━━━━━ Records ━━━━━

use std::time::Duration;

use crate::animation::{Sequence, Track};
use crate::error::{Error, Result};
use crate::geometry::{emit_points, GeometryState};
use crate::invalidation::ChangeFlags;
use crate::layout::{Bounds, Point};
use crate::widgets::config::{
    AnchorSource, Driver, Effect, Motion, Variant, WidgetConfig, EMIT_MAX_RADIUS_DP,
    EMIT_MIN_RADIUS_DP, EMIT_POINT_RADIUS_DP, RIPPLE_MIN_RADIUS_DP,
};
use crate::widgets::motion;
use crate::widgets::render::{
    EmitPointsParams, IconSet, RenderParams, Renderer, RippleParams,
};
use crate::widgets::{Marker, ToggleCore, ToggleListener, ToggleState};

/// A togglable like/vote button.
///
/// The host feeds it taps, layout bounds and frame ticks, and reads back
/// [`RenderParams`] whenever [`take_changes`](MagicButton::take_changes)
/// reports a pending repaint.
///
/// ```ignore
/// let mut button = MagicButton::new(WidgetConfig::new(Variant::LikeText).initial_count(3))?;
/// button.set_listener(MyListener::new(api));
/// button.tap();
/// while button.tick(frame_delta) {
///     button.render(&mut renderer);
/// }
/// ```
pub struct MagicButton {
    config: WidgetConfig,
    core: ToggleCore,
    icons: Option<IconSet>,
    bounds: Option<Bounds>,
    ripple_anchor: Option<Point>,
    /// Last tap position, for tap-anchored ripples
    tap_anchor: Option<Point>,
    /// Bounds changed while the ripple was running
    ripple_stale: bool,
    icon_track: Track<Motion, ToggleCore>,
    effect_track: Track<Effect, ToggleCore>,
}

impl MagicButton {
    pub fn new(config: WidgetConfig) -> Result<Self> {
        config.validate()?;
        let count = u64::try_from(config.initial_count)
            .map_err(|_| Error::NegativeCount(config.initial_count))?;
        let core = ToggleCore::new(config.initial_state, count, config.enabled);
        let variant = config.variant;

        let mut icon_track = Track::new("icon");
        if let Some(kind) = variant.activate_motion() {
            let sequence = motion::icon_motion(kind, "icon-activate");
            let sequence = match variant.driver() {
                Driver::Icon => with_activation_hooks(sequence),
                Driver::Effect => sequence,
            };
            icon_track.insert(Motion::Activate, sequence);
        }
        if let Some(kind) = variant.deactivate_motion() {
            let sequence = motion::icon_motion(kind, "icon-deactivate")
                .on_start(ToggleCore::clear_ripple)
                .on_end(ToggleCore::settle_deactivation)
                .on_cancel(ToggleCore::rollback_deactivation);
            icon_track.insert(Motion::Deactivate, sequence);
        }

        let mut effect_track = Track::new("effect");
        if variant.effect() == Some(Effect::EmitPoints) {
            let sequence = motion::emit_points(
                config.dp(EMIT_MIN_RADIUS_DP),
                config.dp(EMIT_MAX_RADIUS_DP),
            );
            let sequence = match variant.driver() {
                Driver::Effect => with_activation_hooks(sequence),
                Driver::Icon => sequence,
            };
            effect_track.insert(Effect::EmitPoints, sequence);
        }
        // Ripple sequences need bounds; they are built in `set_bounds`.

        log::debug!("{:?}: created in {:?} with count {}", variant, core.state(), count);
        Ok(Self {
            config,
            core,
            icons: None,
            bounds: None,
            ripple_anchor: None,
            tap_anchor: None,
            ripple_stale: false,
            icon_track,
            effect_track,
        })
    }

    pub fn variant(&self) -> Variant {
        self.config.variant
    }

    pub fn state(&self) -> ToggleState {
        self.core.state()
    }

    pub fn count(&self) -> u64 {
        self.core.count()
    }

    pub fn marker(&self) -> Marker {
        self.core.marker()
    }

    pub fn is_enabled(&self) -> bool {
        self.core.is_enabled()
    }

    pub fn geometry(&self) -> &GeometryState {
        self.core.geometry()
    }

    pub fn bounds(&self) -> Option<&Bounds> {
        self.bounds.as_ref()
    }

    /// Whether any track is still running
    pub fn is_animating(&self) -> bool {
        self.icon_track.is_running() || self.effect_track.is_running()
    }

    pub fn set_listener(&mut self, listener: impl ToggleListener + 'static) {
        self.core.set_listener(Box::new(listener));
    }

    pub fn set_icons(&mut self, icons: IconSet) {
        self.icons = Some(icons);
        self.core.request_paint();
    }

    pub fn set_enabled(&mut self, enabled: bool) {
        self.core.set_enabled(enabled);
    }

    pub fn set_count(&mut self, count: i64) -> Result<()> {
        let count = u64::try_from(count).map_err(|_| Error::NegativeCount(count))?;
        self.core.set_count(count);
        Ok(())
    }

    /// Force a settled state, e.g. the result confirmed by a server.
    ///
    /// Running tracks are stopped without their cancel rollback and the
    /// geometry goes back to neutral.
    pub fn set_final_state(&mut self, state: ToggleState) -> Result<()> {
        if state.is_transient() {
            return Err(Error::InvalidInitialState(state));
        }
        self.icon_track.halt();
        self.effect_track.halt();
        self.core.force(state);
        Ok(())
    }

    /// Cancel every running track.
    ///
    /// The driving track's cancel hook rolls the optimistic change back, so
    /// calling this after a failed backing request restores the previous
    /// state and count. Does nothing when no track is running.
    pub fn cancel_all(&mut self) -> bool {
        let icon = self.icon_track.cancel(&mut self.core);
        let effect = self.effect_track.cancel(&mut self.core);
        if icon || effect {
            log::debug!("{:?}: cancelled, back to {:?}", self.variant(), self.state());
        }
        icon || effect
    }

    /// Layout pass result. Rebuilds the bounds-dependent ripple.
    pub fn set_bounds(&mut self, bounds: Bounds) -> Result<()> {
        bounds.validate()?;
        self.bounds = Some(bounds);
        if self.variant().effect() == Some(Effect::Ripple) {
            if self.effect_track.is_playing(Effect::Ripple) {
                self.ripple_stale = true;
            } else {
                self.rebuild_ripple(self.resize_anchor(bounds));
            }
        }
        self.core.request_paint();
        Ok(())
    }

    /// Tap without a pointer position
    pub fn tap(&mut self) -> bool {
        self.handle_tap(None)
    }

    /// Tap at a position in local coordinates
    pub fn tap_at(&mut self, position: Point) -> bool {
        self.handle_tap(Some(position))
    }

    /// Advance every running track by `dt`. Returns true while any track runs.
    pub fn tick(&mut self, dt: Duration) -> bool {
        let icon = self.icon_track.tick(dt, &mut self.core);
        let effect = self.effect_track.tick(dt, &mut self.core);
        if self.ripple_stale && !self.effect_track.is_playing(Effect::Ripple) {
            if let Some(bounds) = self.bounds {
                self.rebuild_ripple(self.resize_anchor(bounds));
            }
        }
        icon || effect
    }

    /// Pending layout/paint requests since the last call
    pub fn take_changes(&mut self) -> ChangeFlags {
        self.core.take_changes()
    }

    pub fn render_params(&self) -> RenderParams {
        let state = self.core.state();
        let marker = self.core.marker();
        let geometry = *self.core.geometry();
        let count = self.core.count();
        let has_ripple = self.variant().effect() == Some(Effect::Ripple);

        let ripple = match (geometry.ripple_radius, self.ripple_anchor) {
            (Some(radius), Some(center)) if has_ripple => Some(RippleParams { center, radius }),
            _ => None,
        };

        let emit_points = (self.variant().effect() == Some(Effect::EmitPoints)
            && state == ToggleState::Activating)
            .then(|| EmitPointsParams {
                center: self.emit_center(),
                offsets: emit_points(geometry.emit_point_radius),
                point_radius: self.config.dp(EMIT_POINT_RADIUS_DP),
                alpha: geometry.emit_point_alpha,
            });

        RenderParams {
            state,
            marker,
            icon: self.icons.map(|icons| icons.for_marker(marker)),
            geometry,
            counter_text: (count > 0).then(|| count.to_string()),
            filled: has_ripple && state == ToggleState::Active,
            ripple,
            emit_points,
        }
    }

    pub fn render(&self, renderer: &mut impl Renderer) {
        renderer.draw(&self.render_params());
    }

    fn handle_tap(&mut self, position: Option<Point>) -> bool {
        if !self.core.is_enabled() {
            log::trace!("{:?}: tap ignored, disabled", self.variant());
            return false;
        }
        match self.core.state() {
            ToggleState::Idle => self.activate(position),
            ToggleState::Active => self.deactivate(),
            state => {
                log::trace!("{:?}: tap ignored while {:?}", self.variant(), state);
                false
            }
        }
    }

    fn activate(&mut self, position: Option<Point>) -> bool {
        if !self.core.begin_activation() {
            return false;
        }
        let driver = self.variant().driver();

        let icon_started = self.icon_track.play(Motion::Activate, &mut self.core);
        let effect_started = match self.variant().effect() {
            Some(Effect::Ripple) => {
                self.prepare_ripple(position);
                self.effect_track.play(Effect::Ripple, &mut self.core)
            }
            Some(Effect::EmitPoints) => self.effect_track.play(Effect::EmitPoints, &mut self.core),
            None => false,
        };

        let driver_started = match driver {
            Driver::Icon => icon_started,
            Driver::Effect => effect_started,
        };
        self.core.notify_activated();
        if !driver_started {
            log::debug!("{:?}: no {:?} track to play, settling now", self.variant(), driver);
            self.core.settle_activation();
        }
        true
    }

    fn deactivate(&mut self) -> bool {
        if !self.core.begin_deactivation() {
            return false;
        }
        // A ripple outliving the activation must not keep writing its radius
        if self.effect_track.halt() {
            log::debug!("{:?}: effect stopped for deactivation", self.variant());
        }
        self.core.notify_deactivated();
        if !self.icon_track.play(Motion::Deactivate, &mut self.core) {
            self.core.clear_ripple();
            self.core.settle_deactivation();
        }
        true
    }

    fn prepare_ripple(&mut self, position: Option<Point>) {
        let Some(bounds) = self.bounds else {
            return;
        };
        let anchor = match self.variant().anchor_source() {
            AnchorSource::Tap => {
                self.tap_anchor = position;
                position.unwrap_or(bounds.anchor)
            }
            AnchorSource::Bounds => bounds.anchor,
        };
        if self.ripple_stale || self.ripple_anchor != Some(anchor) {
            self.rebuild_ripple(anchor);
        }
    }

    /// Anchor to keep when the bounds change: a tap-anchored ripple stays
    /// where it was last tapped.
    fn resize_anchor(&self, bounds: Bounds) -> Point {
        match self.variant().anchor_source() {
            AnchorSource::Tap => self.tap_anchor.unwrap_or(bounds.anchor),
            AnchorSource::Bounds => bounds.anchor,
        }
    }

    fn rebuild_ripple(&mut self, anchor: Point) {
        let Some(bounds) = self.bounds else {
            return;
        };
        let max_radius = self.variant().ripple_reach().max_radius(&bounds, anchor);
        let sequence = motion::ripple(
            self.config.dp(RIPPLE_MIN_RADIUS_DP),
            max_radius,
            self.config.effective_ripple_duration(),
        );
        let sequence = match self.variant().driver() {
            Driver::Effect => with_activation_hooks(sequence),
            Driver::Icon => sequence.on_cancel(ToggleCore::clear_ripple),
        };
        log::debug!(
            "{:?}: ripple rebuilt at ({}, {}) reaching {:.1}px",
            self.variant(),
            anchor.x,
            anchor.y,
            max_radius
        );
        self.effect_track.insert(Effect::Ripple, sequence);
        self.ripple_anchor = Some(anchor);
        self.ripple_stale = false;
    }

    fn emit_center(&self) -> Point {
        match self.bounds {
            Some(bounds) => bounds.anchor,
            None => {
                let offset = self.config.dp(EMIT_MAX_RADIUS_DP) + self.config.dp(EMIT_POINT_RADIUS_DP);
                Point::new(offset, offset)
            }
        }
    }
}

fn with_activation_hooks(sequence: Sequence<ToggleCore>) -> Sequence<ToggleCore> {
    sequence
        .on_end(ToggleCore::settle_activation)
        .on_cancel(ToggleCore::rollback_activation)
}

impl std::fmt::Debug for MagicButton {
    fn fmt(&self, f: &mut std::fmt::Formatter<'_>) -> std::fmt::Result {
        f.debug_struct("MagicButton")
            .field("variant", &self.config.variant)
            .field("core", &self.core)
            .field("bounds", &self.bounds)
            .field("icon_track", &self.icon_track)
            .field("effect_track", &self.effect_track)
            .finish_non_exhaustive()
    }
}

━━━━━
━━━━━ Records ━━━━━

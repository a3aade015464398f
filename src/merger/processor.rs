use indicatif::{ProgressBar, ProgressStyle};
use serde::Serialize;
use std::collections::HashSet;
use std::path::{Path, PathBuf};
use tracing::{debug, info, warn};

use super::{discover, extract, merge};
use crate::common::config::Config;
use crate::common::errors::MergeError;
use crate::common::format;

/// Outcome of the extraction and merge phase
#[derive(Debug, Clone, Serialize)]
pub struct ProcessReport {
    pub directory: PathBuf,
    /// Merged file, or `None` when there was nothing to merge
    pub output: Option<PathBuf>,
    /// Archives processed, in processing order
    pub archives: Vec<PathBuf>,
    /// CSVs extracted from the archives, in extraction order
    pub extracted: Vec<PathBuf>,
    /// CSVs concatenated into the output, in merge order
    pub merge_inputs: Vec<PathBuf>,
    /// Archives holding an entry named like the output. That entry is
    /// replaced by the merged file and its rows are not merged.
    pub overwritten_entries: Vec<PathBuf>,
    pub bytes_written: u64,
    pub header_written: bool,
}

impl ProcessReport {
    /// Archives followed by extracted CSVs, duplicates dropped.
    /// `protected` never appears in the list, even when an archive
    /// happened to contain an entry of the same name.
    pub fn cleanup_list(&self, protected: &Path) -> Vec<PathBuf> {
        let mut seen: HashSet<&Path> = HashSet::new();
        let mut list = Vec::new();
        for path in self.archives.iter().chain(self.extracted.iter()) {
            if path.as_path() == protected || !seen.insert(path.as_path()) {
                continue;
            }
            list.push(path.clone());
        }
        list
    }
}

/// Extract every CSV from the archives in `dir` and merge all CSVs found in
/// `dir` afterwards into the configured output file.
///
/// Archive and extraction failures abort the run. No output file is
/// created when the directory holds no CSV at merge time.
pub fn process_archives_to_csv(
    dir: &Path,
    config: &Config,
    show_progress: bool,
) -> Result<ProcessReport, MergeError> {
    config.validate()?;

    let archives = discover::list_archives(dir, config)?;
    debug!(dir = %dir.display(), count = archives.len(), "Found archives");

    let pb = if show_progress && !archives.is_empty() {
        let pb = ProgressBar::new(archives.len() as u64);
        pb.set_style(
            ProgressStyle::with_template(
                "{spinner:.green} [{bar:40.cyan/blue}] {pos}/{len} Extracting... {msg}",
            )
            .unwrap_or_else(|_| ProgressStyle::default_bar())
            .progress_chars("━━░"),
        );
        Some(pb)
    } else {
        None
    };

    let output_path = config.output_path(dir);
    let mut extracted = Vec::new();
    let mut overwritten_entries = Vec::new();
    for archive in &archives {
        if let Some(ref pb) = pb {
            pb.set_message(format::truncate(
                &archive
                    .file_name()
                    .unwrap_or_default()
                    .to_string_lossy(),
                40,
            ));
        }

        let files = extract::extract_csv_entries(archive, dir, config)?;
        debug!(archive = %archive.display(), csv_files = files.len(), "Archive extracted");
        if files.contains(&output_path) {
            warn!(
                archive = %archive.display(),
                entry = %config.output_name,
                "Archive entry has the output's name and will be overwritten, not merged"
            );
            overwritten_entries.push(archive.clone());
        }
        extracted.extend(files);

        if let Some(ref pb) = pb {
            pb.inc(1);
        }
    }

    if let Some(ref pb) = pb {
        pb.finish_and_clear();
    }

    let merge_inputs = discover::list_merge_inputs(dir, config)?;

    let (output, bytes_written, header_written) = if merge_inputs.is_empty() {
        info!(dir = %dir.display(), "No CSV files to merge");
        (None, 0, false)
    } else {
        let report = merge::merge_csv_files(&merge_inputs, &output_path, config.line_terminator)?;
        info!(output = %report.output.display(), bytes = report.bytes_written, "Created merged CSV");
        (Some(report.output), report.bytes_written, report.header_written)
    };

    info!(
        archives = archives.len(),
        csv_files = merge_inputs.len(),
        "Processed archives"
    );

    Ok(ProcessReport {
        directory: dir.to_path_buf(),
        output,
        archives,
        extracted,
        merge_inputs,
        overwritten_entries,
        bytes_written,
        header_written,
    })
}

━━━━━

Instructions for the task
Above are some records; copy each line there that contains "MergeError".

Answer to this task
use crate::common::errors::MergeError;
) -> Result<ProcessReport, MergeError> {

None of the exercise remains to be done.